Darcy Hoogers, Vice President Academic, SAMU

The other issue, like what Hoogers was talking about, is privacy. You don’t know how these companies with market-focused motivations will use the data you input into their systems. In an article for The Hill, Ingram says that AI could force us to radically rethink privacy laws as we know them. 

On top of this, there are considerable issues with bias from several possible places. MacEwan’s Student Guide to AI describes how bias can be fed into an AI through biased data, a biased designer, or simply through how the model chooses to interpret that data. 

AI checkers are another example of this, as they were found to be biased towards flagging papers written by authors whose second language is English. 

With all of these considerations, when we look at Generative AI tools, whether ChatGPT or even the new GenAI functions coming to Grammarly, maybe we need to ask ourselves on a fundamental level — do they align with what we are trying to accomplish with Academic Integrity? Does academic integrity align with what we try to accomplish with university education?

AI Problems; Humans Solutions

If a student wants to use AI in any of Professor Iain MacPherson’s classes at MacEwan, they first need to approach him in advance to get permission and discuss how it’ll be used. 

This is because MacPherson has adopted one of the several “boilerplate” policies laid out by MacEwan’s Centre for Teaching and Learning (CTL). Other profs allow students to use it with disclosure, and some may not permit it all, but the CTL urges most instructors at MacEwan to give educational AI a chance. 

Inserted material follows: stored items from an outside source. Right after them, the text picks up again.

use serde::Serialize;

#[derive(Serialize)]
pub struct AuthResponse {
    pub message: String,
    pub token: String,
    pub id: String,
    pub name: String,
    pub email: String,
}

#[derive(Serialize)]
pub struct DashboardStats {
    pub total_members: i64,
    pub total_trainers: i64,
    pub total_sessions: i64,
    pub today_attendance: i64,
}
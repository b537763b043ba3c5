use axum::{
    body::Body,
    extract::Request,
    routing::{get, post, put, delete},
    Router,
};
use std::sync::Arc;
use std::time::Duration;
use crate::state::AppState;
use crate::api::handlers::{health, admin, attendance, equipment, member, membership, payment, session, trainer};
use tower_http::{
    cors::CorsLayer,
    trace::TraceLayer,
    classify::ServerErrorsFailureClass,
};
use tracing::{info_span, Span, error, info};
use uuid::Uuid;

pub fn create_router(state: Arc<AppState>) -> Router {
    Router::new()
        .route("/health", get(health::health_check))

        // Members
        .route("/api/members/register", post(member::register))
        .route("/api/members/login", post(member::login))
        .route("/api/members/profile", get(member::get_profile))
        .route("/api/members/bookings", get(member::get_bookings))
        .route("/api/members/verification/request", post(member::request_verification))
        .route("/api/members/verification/confirm", post(member::confirm_verification))

        // Trainers
        .route("/api/trainers/register", post(trainer::register))
        .route("/api/trainers/login", post(trainer::login))
        .route("/api/trainers/availability", put(trainer::update_availability))
        .route("/api/trainers/sessions", get(trainer::get_sessions))
        .route("/api/trainers/edit-profile", put(trainer::update_profile))
        .route("/api/trainers/profile", get(trainer::get_profile))
        .route("/api/trainers/profile/{trainer_id}", get(trainer::get_public_profile))

        // Sessions & bookings
        .route("/api/sessions", post(session::create_session).get(session::list_sessions))
        .route("/api/sessions/available", get(session::available_sessions))
        .route("/api/sessions/my-sessions", get(session::my_sessions))
        .route("/api/sessions/update/{session_id}", put(session::update_session))
        .route("/api/sessions/delete/{session_id}", delete(session::delete_session))
        .route("/api/sessions/{session_id}", get(session::get_session))
        .route("/api/sessions/{session_id}/book", post(session::book_session))
        .route("/api/sessions/{session_id}/feedback", post(session::add_feedback).get(session::get_feedback))
        .route("/api/sessions/{session_id}/members", get(session::get_registrants))

        // Equipment
        .route("/api/equipment", post(equipment::add_equipment))
        .route("/api/equipment/getAll", get(equipment::list_equipment))
        .route("/api/equipment/stats/overview", get(equipment::stats_overview))
        .route("/api/equipment/stats/usage-by-date", get(equipment::usage_by_date_range))
        .route("/api/equipment/stats/{id}", get(equipment::equipment_stats))
        .route("/api/equipment/usage", post(equipment::record_usage))
        .route("/api/equipment/usage/history", get(equipment::usage_history))
        .route("/api/equipment/{id}", put(equipment::update_equipment))

        // Admin
        .route("/api/admin/login", post(admin::login))
        .route("/api/admin/members", get(admin::list_members))
        .route("/api/admin/trainers", get(admin::list_trainers))
        .route("/api/admin/dashboard-stats", get(admin::dashboard_stats))

        // Membership plans
        .route("/api/memberships/plans", post(membership::create_plan).get(membership::list_plans))
        .route("/api/memberships/plans/all", get(membership::list_plans_admin))
        .route("/api/memberships/plans/{plan_id}", put(membership::update_plan).delete(membership::delete_plan))
        .route("/api/memberships/purchase/{plan_id}", post(membership::purchase_plan))
        .route("/api/memberships/my-membership", get(membership::membership_status))
        .route("/api/memberships/purchase-history", get(membership::purchase_history))

        // Payments
        .route("/api/payments/history", get(payment::payment_history))
        .route("/api/payments/all", get(payment::all_payments))
        .route("/api/payments/revenue-and-active-memberships", get(payment::revenue_and_active_memberships))

        // Attendance
        .route("/api/attendance/check-in", post(attendance::check_in))
        .route("/api/attendance/check-out", post(attendance::check_out))
        .route("/api/attendance/history", get(attendance::member_history))
        .route("/api/attendance/all", get(attendance::all_attendance))
        .route("/api/attendance/stats", get(attendance::attendance_stats))

        .layer(
            TraceLayer::new_for_http()
                .make_span_with(|request: &Request<Body>| {
                    let request_id = Uuid::new_v4().to_string();
                    info_span!(
                        "http_request",
                        request_id = %request_id,
                        method = ?request.method(),
                        uri = ?request.uri(),
                        version = ?request.version(),
                        user_id = tracing::field::Empty,
                        role = tracing::field::Empty,
                    )
                })
                .on_request(|request: &Request<Body>, _span: &Span| {
                    info!("started processing request: {} {}", request.method(), request.uri().path());
                })
                .on_response(|response: &axum::http::Response<Body>, latency: Duration, _span: &Span| {
                    info!(
                        status = response.status().as_u16(),
                        latency_ms = latency.as_millis(),
                        "finished processing request"
                    );
                })
                .on_failure(|error: ServerErrorsFailureClass, _latency: Duration, _span: &Span| {
                    error!("request failed: {:?}", error);
                })
        )
        .layer(CorsLayer::permissive())
        .with_state(state)
}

“I’m fine with it. In fact, I know some professors who use it as a teaching aid,” MacPherson says. 

Some professors, MacPherson says, will have students critique the writing that large language models will produce, which he calls “always sort of rubbish writing.” Others may get students to try to synthesize something from ChatGPT. 


“We don’t know how a decision is reached, and we know it’s highly inaccurate or can be,”

Paul Sopcak

Regardless of which of MacEwan’s policies instructors take on, it’s up to them to let students know what’s up — via course outlines and clear discussions with their classes. It’s up to students to follow up and clarify if they are considering using any AI tools. This includes other AI-powered learning aids, like Grammarly and The Quote Bot, not just ChatGPT. 

“That’s where it’s really important that faculty members are super clear about their expectations and the limitations that they set on the allowable use of Grammarly and other tools,” Sopcak says.

Simply put, your professor should be communicating with you, and you should communicate with them. Most people I spoke to for this story will tell you that ensuring these conversations are happening is one of the best solutions for dealing with AI.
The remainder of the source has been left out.